Last week saw stocks continuing their upward trajectory, building on the impressive gains of 2023, bringing the S&P 500 within 6% of its all-time high. Corporate earnings releases provided an additional boost as quarterly results indicated that companies were effectively navigating the challenges posed by high but declining inflation and robust yet moderating demand. Notably, 79% of S&P 500 companies that reported earnings so far exceeded earnings per share forecasts. Nevertheless, investors should remain cautious, recognizing that we are still early in the earnings season, and results may become more nuanced in the upcoming weeks.
In the UK, inflation in June fell to its slowest pace in over a year, leading to a weaker pound against other currencies and a lift in the stock market. However, with inflation still at 7.9%, well above the Bank of England’s 2% target, there remain concerns. Economists had anticipated a drop in the Consumer Price Index (CPI) rate to 8.2% for the 12 months to June from May’s 8.7%, indicating a move away from the 41-year high of 11.1% seen in October. The pound fell against the dollar, euro, and yen, as interest-rate futures suggested that investors no longer expect UK rates to peak above 6%.
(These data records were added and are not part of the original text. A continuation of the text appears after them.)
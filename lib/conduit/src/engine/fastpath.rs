// This Source Code Form is subject to the terms of the Mozilla Public
// License, v. 2.0. If a copy of the MPL was not distributed with this
// file, You can obtain one at https://mozilla.org/MPL/2.0/.

// Copyright 2026 Oxide Computer Company

//! Checks made before a packet is fully parsed.
//!
//! A source on the deny list is dropped outright. A packet to a
//! failsafe port is forwarded without policy or tracking, so that
//! a broken policy table can never cut off management access.

use super::parse::peek;
use conduit_api::ConduitError;
use conduit_api::Direction;
use conduit_api::FastPathCfg;
use conduit_api::IpCidr;
use conduit_api::MAX_DENY_SOURCES;
use conduit_api::PROTO_TCP;
use conduit_api::PROTO_UDP;
use conduit_api::PortRange;

#[derive(Clone, Copy, Debug, Eq, PartialEq)]
pub enum FastPathResult {
    /// Continue with the full pipeline.
    Continue,
    Deny,
    Failsafe,
}

#[derive(Clone, Debug, Default)]
pub struct FastPath {
    deny: Vec<IpCidr>,
    failsafe_in: Vec<PortRange>,
    failsafe_out: Vec<PortRange>,
}

impl FastPath {
    pub fn new(cfg: &FastPathCfg) -> Result<Self, ConduitError> {
        if cfg.deny_sources.len() > MAX_DENY_SOURCES {
            return Err(ConduitError::TooMany {
                what: "deny sources".to_string(),
                count: cfg.deny_sources.len(),
                max: MAX_DENY_SOURCES,
            });
        }

        Ok(Self {
            deny: cfg.deny_sources.clone(),
            failsafe_in: cfg.failsafe_in.clone(),
            failsafe_out: cfg.failsafe_out.clone(),
        })
    }

    pub fn is_empty(&self) -> bool {
        self.deny.is_empty()
            && self.failsafe_in.is_empty()
            && self.failsafe_out.is_empty()
    }

    pub fn check(&self, dir: Direction, pkt: &[u8]) -> FastPathResult {
        if self.is_empty() {
            return FastPathResult::Continue;
        }

        let Some(p) = peek(pkt) else {
            return FastPathResult::Continue;
        };

        if self.deny.iter().any(|cidr| cidr.is_member(p.src)) {
            return FastPathResult::Deny;
        }

        let failsafe = match dir {
            Direction::In => &self.failsafe_in,
            Direction::Out => &self.failsafe_out,
        };

        match (p.proto, p.dst_port) {
            (PROTO_TCP | PROTO_UDP, Some(port))
                if failsafe.iter().any(|r| r.contains(port)) =>
            {
                FastPathResult::Failsafe
            }

            _ => FastPathResult::Continue,
        }
    }
}
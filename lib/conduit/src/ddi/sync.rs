// This Source Code Form is subject to the terms of the Mozilla Public
// License, v. 2.0. If a copy of the MPL was not distributed with this
// file, You can obtain one at https://mozilla.org/MPL/2.0/.

// Copyright 2026 Oxide Computer Company

//! Mutex and reader/writer lock wrappers.
//!
//! A poisoned lock is not an error here: every structure guarded by
//! these locks is left consistent between statements, so a panic in
//! another holder is recovered from by taking the inner guard.

use core::ops::Deref;
use core::ops::DerefMut;
use std::sync::Mutex;
use std::sync::MutexGuard;
use std::sync::PoisonError;
use std::sync::RwLock;
use std::sync::RwLockReadGuard;
use std::sync::RwLockWriteGuard;
use std::sync::TryLockError;

pub struct KMutex<T> {
    inner: Mutex<T>,
}

pub struct KMutexGuard<'a, T: 'a> {
    guard: MutexGuard<'a, T>,
}

/// Returned by [`KMutex::try_lock`] when another thread holds the
/// lock.
#[derive(Clone, Copy, Debug, Eq, PartialEq)]
pub struct LockTaken;

impl<T> Deref for KMutexGuard<'_, T> {
    type Target = T;

    fn deref(&self) -> &T {
        self.guard.deref()
    }
}

impl<T> DerefMut for KMutexGuard<'_, T> {
    fn deref_mut(&mut self) -> &mut T {
        self.guard.deref_mut()
    }
}

impl<T> KMutex<T> {
    pub fn into_inner(self) -> T
    where
        T: Sized,
    {
        self.inner.into_inner().unwrap_or_else(PoisonError::into_inner)
    }

    pub const fn new(val: T) -> Self {
        KMutex { inner: Mutex::new(val) }
    }

    pub fn lock(&self) -> KMutexGuard<'_, T> {
        let guard = self.inner.lock().unwrap_or_else(PoisonError::into_inner);
        KMutexGuard { guard }
    }

    /// Take the lock only if it is free right now.
    pub fn try_lock(&self) -> Result<KMutexGuard<'_, T>, LockTaken> {
        match self.inner.try_lock() {
            Ok(guard) => Ok(KMutexGuard { guard }),
            Err(TryLockError::Poisoned(p)) => {
                Ok(KMutexGuard { guard: p.into_inner() })
            }
            Err(TryLockError::WouldBlock) => Err(LockTaken),
        }
    }
}

pub struct KRwLock<T> {
    inner: RwLock<T>,
}

pub struct KRwLockReadGuard<'a, T: 'a> {
    guard: RwLockReadGuard<'a, T>,
}

impl<T> Deref for KRwLockReadGuard<'_, T> {
    type Target = T;

    fn deref(&self) -> &T {
        self.guard.deref()
    }
}

pub struct KRwLockWriteGuard<'a, T: 'a> {
    guard: RwLockWriteGuard<'a, T>,
}

impl<T> Deref for KRwLockWriteGuard<'_, T> {
    type Target = T;

    fn deref(&self) -> &T {
        self.guard.deref()
    }
}

impl<T> DerefMut for KRwLockWriteGuard<'_, T> {
    fn deref_mut(&mut self) -> &mut T {
        self.guard.deref_mut()
    }
}

impl<T> KRwLock<T> {
    pub const fn new(val: T) -> Self {
        KRwLock { inner: RwLock::new(val) }
    }

    pub fn read(&self) -> KRwLockReadGuard<'_, T> {
        let guard = self.inner.read().unwrap_or_else(PoisonError::into_inner);
        KRwLockReadGuard { guard }
    }

    pub fn write(&self) -> KRwLockWriteGuard<'_, T> {
        let guard = self.inner.write().unwrap_or_else(PoisonError::into_inner);
        KRwLockWriteGuard { guard }
    }
}

#[cfg(test)]
mod test {
    use super::*;

    #[test]
    fn try_lock_reports_contention() {
        let m = KMutex::new(5u32);
        let guard = m.lock();
        assert_eq!(m.try_lock().err(), Some(LockTaken));
        drop(guard);

        let mut guard = m.try_lock().unwrap();
        *guard += 1;
        drop(guard);
        assert_eq!(m.into_inner(), 6);
    }

    #[test]
    fn rwlock_readers_share() {
        let l = KRwLock::new(vec![1, 2]);
        let a = l.read();
        let b = l.read();
        assert_eq!(a.len() + b.len(), 4);
        drop((a, b));
        l.write().push(3);
        assert_eq!(l.read().len(), 3);
    }
}
// This Source Code Form is subject to the terms of the Mozilla Public
// License, v. 2.0. If a copy of the MPL was not distributed with this
// file, You can obtain one at https://mozilla.org/MPL/2.0/.

// Copyright 2026 Oxide Computer Company

//! Validated, lookup-ready forms of the service and redirect tables.

use conduit_api::ConduitError;
use conduit_api::Endpoint;
use conduit_api::FlowKey;
use conduit_api::IpCidr;
use conduit_api::MAX_BACKENDS;
use conduit_api::MAX_REDIRECT_RULES;
use conduit_api::MAX_SERVICES;
use conduit_api::PortRange;
use conduit_api::Protocol;
use conduit_api::RedirectCfg;
use conduit_api::ServiceCfg;
use conduit_api::ServiceTableCfg;
use std::collections::BTreeMap;

#[derive(Clone, Copy, Debug, Eq, PartialEq)]
pub struct Backend {
    pub addr: Endpoint,
    pub weight: u32,
}

#[derive(Clone, Debug)]
pub struct Service {
    pub name: Option<String>,
    pub proto: Protocol,
    pub vip: Endpoint,
    backends: Vec<Backend>,
    total_weight: u64,
}

impl Service {
    fn new(cfg: &ServiceCfg) -> Result<Self, ConduitError> {
        let vip = cfg.vip;

        if !cfg.protocol.has_ports() {
            return Err(ConduitError::UnsupportedServiceProtocol { vip });
        }

        if cfg.backends.len() > MAX_BACKENDS {
            return Err(ConduitError::TooMany {
                what: format!("service {vip} backends"),
                count: cfg.backends.len(),
                max: MAX_BACKENDS,
            });
        }

        let mut backends = Vec::with_capacity(cfg.backends.len());
        for b in &cfg.backends {
            if b.addr.ip.is_ipv6() != vip.ip.is_ipv6() {
                return Err(ConduitError::InvalidEndpoint(format!(
                    "backend {} does not share an address family with {vip}",
                    b.addr
                )));
            }
            backends.push(Backend { addr: b.addr, weight: b.weight });
        }

        let total_weight = backends.iter().map(|b| u64::from(b.weight)).sum();
        if !backends.is_empty() && total_weight == 0 {
            return Err(ConduitError::ZeroWeight { vip });
        }

        Ok(Self {
            name: cfg.name.clone(),
            proto: cfg.protocol,
            vip,
            backends,
            total_weight,
        })
    }

    pub fn backends(&self) -> &[Backend] {
        &self.backends
    }

    pub fn total_weight(&self) -> u64 {
        self.total_weight
    }
}

/// The service table, keyed on protocol and virtual endpoint.
#[derive(Clone, Debug, Default)]
pub struct ServiceSnapshot {
    services: BTreeMap<(Protocol, Endpoint), Service>,
}

impl ServiceSnapshot {
    pub fn new(cfg: &ServiceTableCfg) -> Result<Self, ConduitError> {
        if cfg.services.len() > MAX_SERVICES {
            return Err(ConduitError::TooMany {
                what: "services".to_string(),
                count: cfg.services.len(),
                max: MAX_SERVICES,
            });
        }

        let mut services = BTreeMap::new();
        for svc_cfg in &cfg.services {
            let svc = Service::new(svc_cfg)?;
            let key = (svc.proto, svc.vip);
            if services.insert(key, svc).is_some() {
                return Err(ConduitError::DuplicateService {
                    proto: key.0,
                    vip: key.1,
                });
            }
        }

        Ok(Self { services })
    }

    pub fn get(&self, proto: Protocol, vip: &Endpoint) -> Option<&Service> {
        self.services.get(&(proto, *vip))
    }

    pub fn len(&self) -> usize {
        self.services.len()
    }

    pub fn iter(&self) -> impl Iterator<Item = &Service> {
        self.services.values()
    }
}

#[derive(Clone, Debug)]
pub struct RedirectRule {
    pub proto: Protocol,
    pub dst_nets: Vec<IpCidr>,
    pub dst_ports: Vec<PortRange>,
    pub proxy: Endpoint,
}

impl RedirectRule {
    pub fn is_match(&self, flow: &FlowKey) -> bool {
        flow.proto == self.proto
            && (self.dst_nets.is_empty()
                || self.dst_nets.iter().any(|n| n.is_member(flow.dst)))
            && (self.dst_ports.is_empty()
                || self.dst_ports.iter().any(|r| r.contains(flow.dst_port)))
    }
}

/// Egress redirect rules, checked in order.
#[derive(Clone, Debug, Default)]
pub struct RedirectSnapshot {
    rules: Vec<RedirectRule>,
}

impl RedirectSnapshot {
    pub fn new(cfg: &RedirectCfg) -> Result<Self, ConduitError> {
        if cfg.rules.len() > MAX_REDIRECT_RULES {
            return Err(ConduitError::TooMany {
                what: "redirect rules".to_string(),
                count: cfg.rules.len(),
                max: MAX_REDIRECT_RULES,
            });
        }

        let rules = cfg
            .rules
            .iter()
            .map(|r| RedirectRule {
                proto: r.protocol,
                dst_nets: r.dst_nets.clone(),
                dst_ports: r.dst_ports.clone(),
                proxy: r.proxy,
            })
            .collect();

        Ok(Self { rules })
    }

    /// The proxy that egress `flow` should be handed to, if any.
    pub fn lookup(&self, flow: &FlowKey) -> Option<Endpoint> {
        self.rules.iter().find(|r| r.is_match(flow)).map(|r| r.proxy)
    }

    pub fn rules(&self) -> &[RedirectRule] {
        &self.rules
    }
}
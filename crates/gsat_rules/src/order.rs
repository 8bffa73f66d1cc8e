//! The atom order that restricts resolution to maximal atoms.
//!
//! Predicates and function symbols are numbered lazily in order of first
//! sight. Atoms compare on:
//! 1. the largest function symbol index among their arguments (function-free
//!    atoms are smallest),
//! 2. the predicate index,
//! 3. the argument position of that function term,
//! 4. the argument terms, lexicographically.
//!
//! The result is a total preorder; [`AtomOrder::maximal`] keeps every atom
//! equal to the maximum.

use std::cmp::Ordering;

use gsat_foundation::{Atom, FunctionSymbol, Numbering, Predicate, Term, Variable};

/// Comparison key for a single term.
#[derive(Clone, Debug, PartialEq, Eq, PartialOrd, Ord)]
enum TermKey {
    Variable(Variable),
    Constant(String),
    Function(u32, Vec<TermKey>),
}

/// Comparison key for an atom; the derived order is the atom order.
#[derive(Clone, Debug, PartialEq, Eq, PartialOrd, Ord)]
struct AtomKey {
    function: Option<u32>,
    predicate: u32,
    position: Option<usize>,
    terms: Vec<TermKey>,
}

/// Lazily numbered total preorder over atoms.
#[derive(Clone, Debug, Default)]
pub struct AtomOrder {
    predicates: Numbering<Predicate>,
    functions: Numbering<FunctionSymbol>,
}

impl AtomOrder {
    /// Creates an order with no symbols numbered yet.
    #[must_use]
    pub fn new() -> Self {
        Self::default()
    }

    /// Compares two atoms.
    pub fn compare(&mut self, a: &Atom, b: &Atom) -> Ordering {
        let ka = self.key(a);
        let kb = self.key(b);
        ka.cmp(&kb)
    }

    /// Returns the atoms that no other atom exceeds, in input order.
    pub fn maximal(&mut self, atoms: &[Atom]) -> Vec<Atom> {
        let keys: Vec<AtomKey> = atoms.iter().map(|a| self.key(a)).collect();
        let Some(max) = keys.iter().max() else {
            return Vec::new();
        };
        atoms
            .iter()
            .zip(&keys)
            .filter(|(_, k)| *k == max)
            .map(|(a, _)| a.clone())
            .collect()
    }

    /// Returns how many predicates have been numbered.
    #[must_use]
    pub fn predicate_count(&self) -> usize {
        self.predicates.len()
    }

    /// Returns how many function symbols have been numbered.
    #[must_use]
    pub fn function_count(&self) -> usize {
        self.functions.len()
    }

    fn key(&mut self, atom: &Atom) -> AtomKey {
        let predicate = self.predicates.number(atom.predicate());

        let mut function = None;
        let mut position = None;
        for (i, f) in atom.function_terms() {
            let idx = self.functions.number(f.symbol());
            if function.is_none_or(|best| idx > best) {
                function = Some(idx);
                position = Some(i);
            }
        }

        let terms = atom.terms().iter().map(|t| self.term_key(t)).collect();
        AtomKey {
            function,
            predicate,
            position,
            terms,
        }
    }

    fn term_key(&mut self, term: &Term) -> TermKey {
        match term {
            Term::Variable(v) => TermKey::Variable(v.clone()),
            Term::Constant(c) => TermKey::Constant(c.name().to_owned()),
            Term::Function(f) => {
                let idx = self.functions.number(f.symbol());
                let args = f.args().iter().map(|a| self.term_key(a)).collect();
                TermKey::Function(idx, args)
            }
        }
    }
}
China reported that its economy grew at an annual rate of 6.3% in the second quarter of the year, which fell well below most economists’ forecasts, raising concerns about the country’s post-pandemic economic rebound falling short of expectations. Quarter-on-quarter, GDP expanded at a slower pace of 0.8%, compared to the 2.2% growth recorded in the first three months of 2023.
In the US, value stocks outperformed growth stocks, with the Dow Jones rising 2.1% and the S&P 500 climbing 0.7% over the week. In the UK, the FTSE 100 Index gained 3.08%, partly due to the depreciation of the British pound against the US dollar, as the index includes many multinational companies with overseas revenues. Homebuilders, landlords, and real estate-related services were among the top gainers, as investors considered the possibility of limited increases in UK borrowing rates. The STOXX Europe 600 Index also rose, ending the week up 0.95%, as revised figures showed that the Eurozone narrowly avoided slipping into a recession in the first quarter of the year. In Japan, the Nikkei 225 Index declined by 0.3%, while in China, the CSI 300 and the Hang Seng Index fell by 1.98% and 1.74%, respectively.
In fixed income markets, the yields on two-year US Treasury notes increased during the week. However, the yield on the benchmark 10-year US Treasury note remained relatively stable, leading to a further inversion of the yield curve as investors priced in the likelihood of another Federal Reserve rate hike. In the UK, yields on 10-year government bonds declined following the reassuring inflation figures, with the yield ending the week at 4.27%.